▸ TASK BRIEF:
Extract the complete listing and output it unchanged.
────────────────────────────────────────
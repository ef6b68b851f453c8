//! Output management and formatting.

use std::io::{self, IsTerminal};
use std::time::Duration;

use console::Term;
use indicatif::{ProgressBar, ProgressStyle};
use owo_colors::OwoColorize;
use serde::Serialize;

use crate::cli::global::{GlobalArgs, OutputFormat};
use crate::config::AppConfig;
use crate::error::CliResult;

/// Manages CLI output based on configuration.
pub struct OutputManager {
    resolved_format: OutputFormat,
    quiet: bool,
    no_color: bool,
    progress: bool,
    term: Term,
}

impl OutputManager {
    /// Build an `OutputManager` from parsed CLI flags and loaded config.
    pub fn new(args: &GlobalArgs, config: &AppConfig) -> Self {
        let requested = match args.output_format {
            OutputFormat::Auto => parse_format(&config.output.format),
            explicit => explicit,
        };
        // Resolve Auto → Human (TTY) or Plain (piped/redirected).
        let resolved_format = if requested == OutputFormat::Auto {
            if io::stdout().is_terminal() {
                OutputFormat::Human
            } else {
                OutputFormat::Plain
            }
        } else {
            requested
        };

        // A spinner would draw over interactive prompts, so it only runs
        // when answers come from --batch-answers.
        let progress = !args.quiet
            && resolved_format == OutputFormat::Human
            && args.batch_answers.is_some()
            && io::stderr().is_terminal();

        Self {
            resolved_format,
            quiet: args.quiet,
            no_color: args.no_color
                || config.output.no_color
                || resolved_format == OutputFormat::Plain,
            progress,
            term: Term::stdout(),
        }
    }

    // ── Public write methods ───────────────────────────────────────────────

    /// Generic message; suppressed in quiet mode.
    pub fn print(&self, msg: &str) -> io::Result<()> {
        if self.quiet {
            return Ok(());
        }
        self.term.write_line(msg)
    }

    /// Success indicator: `✓ <msg>`.
    pub fn success(&self, msg: &str) -> io::Result<()> {
        if self.quiet {
            return Ok(());
        }
        let line = if self.no_color {
            format!("\u{2713} {msg}") // ✓
        } else {
            format!("{} {}", "\u{2713}".green().bold(), msg.green())
        };
        self.term.write_line(&line)
    }

    /// Error indicator: `✗ <msg>`.  Not suppressed in quiet mode.
    pub fn error(&self, msg: &str) -> io::Result<()> {
        let line = if self.no_color {
            format!("\u{2717} {msg}") // ✗
        } else {
            format!("{} {}", "\u{2717}".red().bold(), msg.red())
        };
        self.term.write_line(&line)
    }

    /// Warning indicator: `⚠ <msg>`.
    pub fn warning(&self, msg: &str) -> io::Result<()> {
        if self.quiet {
            return Ok(());
        }
        let line = if self.no_color {
            format!("\u{26a0} {msg}") // ⚠
        } else {
            format!("{} {}", "\u{26a0}".yellow().bold(), msg.yellow())
        };
        self.term.write_line(&line)
    }

    /// Informational indicator: `ℹ <msg>`.
    pub fn info(&self, msg: &str) -> io::Result<()> {
        if self.quiet {
            return Ok(());
        }
        let line = if self.no_color {
            format!("\u{2139} {msg}") // ℹ
        } else {
            format!("{} {}", "\u{2139}".blue().bold(), msg.blue())
        };
        self.term.write_line(&line)
    }

    /// Bold cyan header line.
    pub fn header(&self, text: &str) -> io::Result<()> {
        if self.quiet {
            return Ok(());
        }
        let line = if self.no_color {
            text.to_owned()
        } else {
            text.cyan().bold().to_string()
        };
        self.term.write_line(&line)
    }

    /// `label: value` with the label dimmed.
    pub fn field(&self, label: &str, value: &str) -> io::Result<()> {
        if self.no_color {
            self.print(&format!("  {label:<18} {value}"))
        } else {
            self.print(&format!("  {:<18} {value}", label.dimmed()))
        }
    }

    /// Pretty JSON on stdout.  Printed even in quiet mode so pipes keep
    /// working.
    pub fn json<T: Serialize + ?Sized>(&self, value: &T) -> CliResult<()> {
        let rendered = serde_json::to_string_pretty(value).map_err(io::Error::from)?;
        self.term.write_line(&rendered)?;
        Ok(())
    }

    /// Spinner on stderr; hidden unless progress display is enabled.
    pub fn spinner(&self, message: &str) -> ProgressBar {
        if !self.progress {
            return ProgressBar::hidden();
        }
        let spinner = ProgressBar::new_spinner();
        spinner.set_style(ProgressStyle::default_spinner());
        spinner.set_message(message.to_string());
        spinner.enable_steady_tick(Duration::from_millis(80));
        spinner
    }

    // ── Accessors ─────────────────────────────────────────────────────────

    /// `true` if quiet mode suppresses most output.
    pub fn is_quiet(&self) -> bool {
        self.quiet
    }

    /// The resolved (non-Auto) output format.
    pub fn format(&self) -> OutputFormat {
        self.resolved_format
    }

    pub fn is_json(&self) -> bool {
        self.resolved_format == OutputFormat::Json
    }
}

/// `output.format` from the config file; unknown values mean auto.
fn parse_format(value: &str) -> OutputFormat {
    match value.to_ascii_lowercase().as_str() {
        "human" => OutputFormat::Human,
        "plain" => OutputFormat::Plain,
        "json" => OutputFormat::Json,
        _ => OutputFormat::Auto,
    }
}

// ── tests ─────────────────────────────────────────────────────────────────────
────────────────────────────────────────
▸ SOLUTION TO THIS EXERCISE:
repository ef6b68b851f453c8
//! Output management and formatting.

use std::io::{self, IsTerminal};
use std::time::Duration;

use console::Term;
use indicatif::{ProgressBar, ProgressStyle};
use owo_colors::OwoColorize;
use serde::Serialize;

use crate::cli::global::{GlobalArgs, OutputFormat};
use crate::config::AppConfig;
use crate::error::CliResult;

/// Manages CLI output based on configuration.
pub struct OutputManager {
    resolved_format: OutputFormat,
    quiet: bool,
    no_color: bool,
    progress: bool,
    term: Term,
}

impl OutputManager {
    /// Build an `OutputManager` from parsed CLI flags and loaded config.
    pub fn new(args: &GlobalArgs, config: &AppConfig) -> Self {
        let requested = match args.output_format {
            OutputFormat::Auto => parse_format(&config.output.format),
            explicit => explicit,
        };
        // Resolve Auto → Human (TTY) or Plain (piped/redirected).
        let resolved_format = if requested == OutputFormat::Auto {
            if io::stdout().is_terminal() {
                OutputFormat::Human
            } else {
                OutputFormat::Plain
            }
        } else {
            requested
        };

        // A spinner would draw over interactive prompts, so it only runs
        // when answers come from --batch-answers.
        let progress = !args.quiet
            && resolved_format == OutputFormat::Human
            && args.batch_answers.is_some()
            && io::stderr().is_terminal();

        Self {
            resolved_format,
            quiet: args.quiet,
            no_color: args.no_color
                || config.output.no_color
                || resolved_format == OutputFormat::Plain,
            progress,
            term: Term::stdout(),
        }
    }

    // ── Public write methods ───────────────────────────────────────────────

    /// Generic message; suppressed in quiet mode.
    pub fn print(&self, msg: &str) -> io::Result<()> {
        if self.quiet {
            return Ok(());
        }
        self.term.write_line(msg)
    }

    /// Success indicator: `✓ <msg>`.
    pub fn success(&self, msg: &str) -> io::Result<()> {
        if self.quiet {
            return Ok(());
        }
        let line = if self.no_color {
            format!("\u{2713} {msg}") // ✓
        } else {
            format!("{} {}", "\u{2713}".green().bold(), msg.green())
        };
        self.term.write_line(&line)
    }

    /// Error indicator: `✗ <msg>`.  Not suppressed in quiet mode.
    pub fn error(&self, msg: &str) -> io::Result<()> {
        let line = if self.no_color {
            format!("\u{2717} {msg}") // ✗
        } else {
            format!("{} {}", "\u{2717}".red().bold(), msg.red())
        };
        self.term.write_line(&line)
    }

    /// Warning indicator: `⚠ <msg>`.
    pub fn warning(&self, msg: &str) -> io::Result<()> {
        if self.quiet {
            return Ok(());
        }
        let line = if self.no_color {
            format!("\u{26a0} {msg}") // ⚠
        } else {
            format!("{} {}", "\u{26a0}".yellow().bold(), msg.yellow())
        };
        self.term.write_line(&line)
    }

    /// Informational indicator: `ℹ <msg>`.
    pub fn info(&self, msg: &str) -> io::Result<()> {
        if self.quiet {
            return Ok(());
        }
        let line = if self.no_color {
            format!("\u{2139} {msg}") // ℹ
        } else {
            format!("{} {}", "\u{2139}".blue().bold(), msg.blue())
        };
        self.term.write_line(&line)
    }

    /// Bold cyan header line.
    pub fn header(&self, text: &str) -> io::Result<()> {
        if self.quiet {
            return Ok(());
        }
        let line = if self.no_color {
            text.to_owned()
        } else {
            text.cyan().bold().to_string()
        };
        self.term.write_line(&line)
    }

    /// `label: value` with the label dimmed.
    pub fn field(&self, label: &str, value: &str) -> io::Result<()> {
        if self.no_color {
            self.print(&format!("  {label:<18} {value}"))
        } else {
            self.print(&format!("  {:<18} {value}", label.dimmed()))
        }
    }

    /// Pretty JSON on stdout.  Printed even in quiet mode so pipes keep
    /// working.
    pub fn json<T: Serialize + ?Sized>(&self, value: &T) -> CliResult<()> {
        let rendered = serde_json::to_string_pretty(value).map_err(io::Error::from)?;
        self.term.write_line(&rendered)?;
        Ok(())
    }

    /// Spinner on stderr; hidden unless progress display is enabled.
    pub fn spinner(&self, message: &str) -> ProgressBar {
        if !self.progress {
            return ProgressBar::hidden();
        }
        let spinner = ProgressBar::new_spinner();
        spinner.set_style(ProgressStyle::default_spinner());
        spinner.set_message(message.to_string());
        spinner.enable_steady_tick(Duration::from_millis(80));
        spinner
    }

    // ── Accessors ─────────────────────────────────────────────────────────

    /// `true` if quiet mode suppresses most output.
    pub fn is_quiet(&self) -> bool {
        self.quiet
    }

    /// The resolved (non-Auto) output format.
    pub fn format(&self) -> OutputFormat {
        self.resolved_format
    }

    pub fn is_json(&self) -> bool {
        self.resolved_format == OutputFormat::Json
    }
}

/// `output.format` from the config file; unknown values mean auto.
fn parse_format(value: &str) -> OutputFormat {
    match value.to_ascii_lowercase().as_str() {
        "human" => OutputFormat::Human,
        "plain" => OutputFormat::Plain,
        "json" => OutputFormat::Json,
        _ => OutputFormat::Auto,
    }
}

// ── tests ─────────────────────────────────────────────────────────────────────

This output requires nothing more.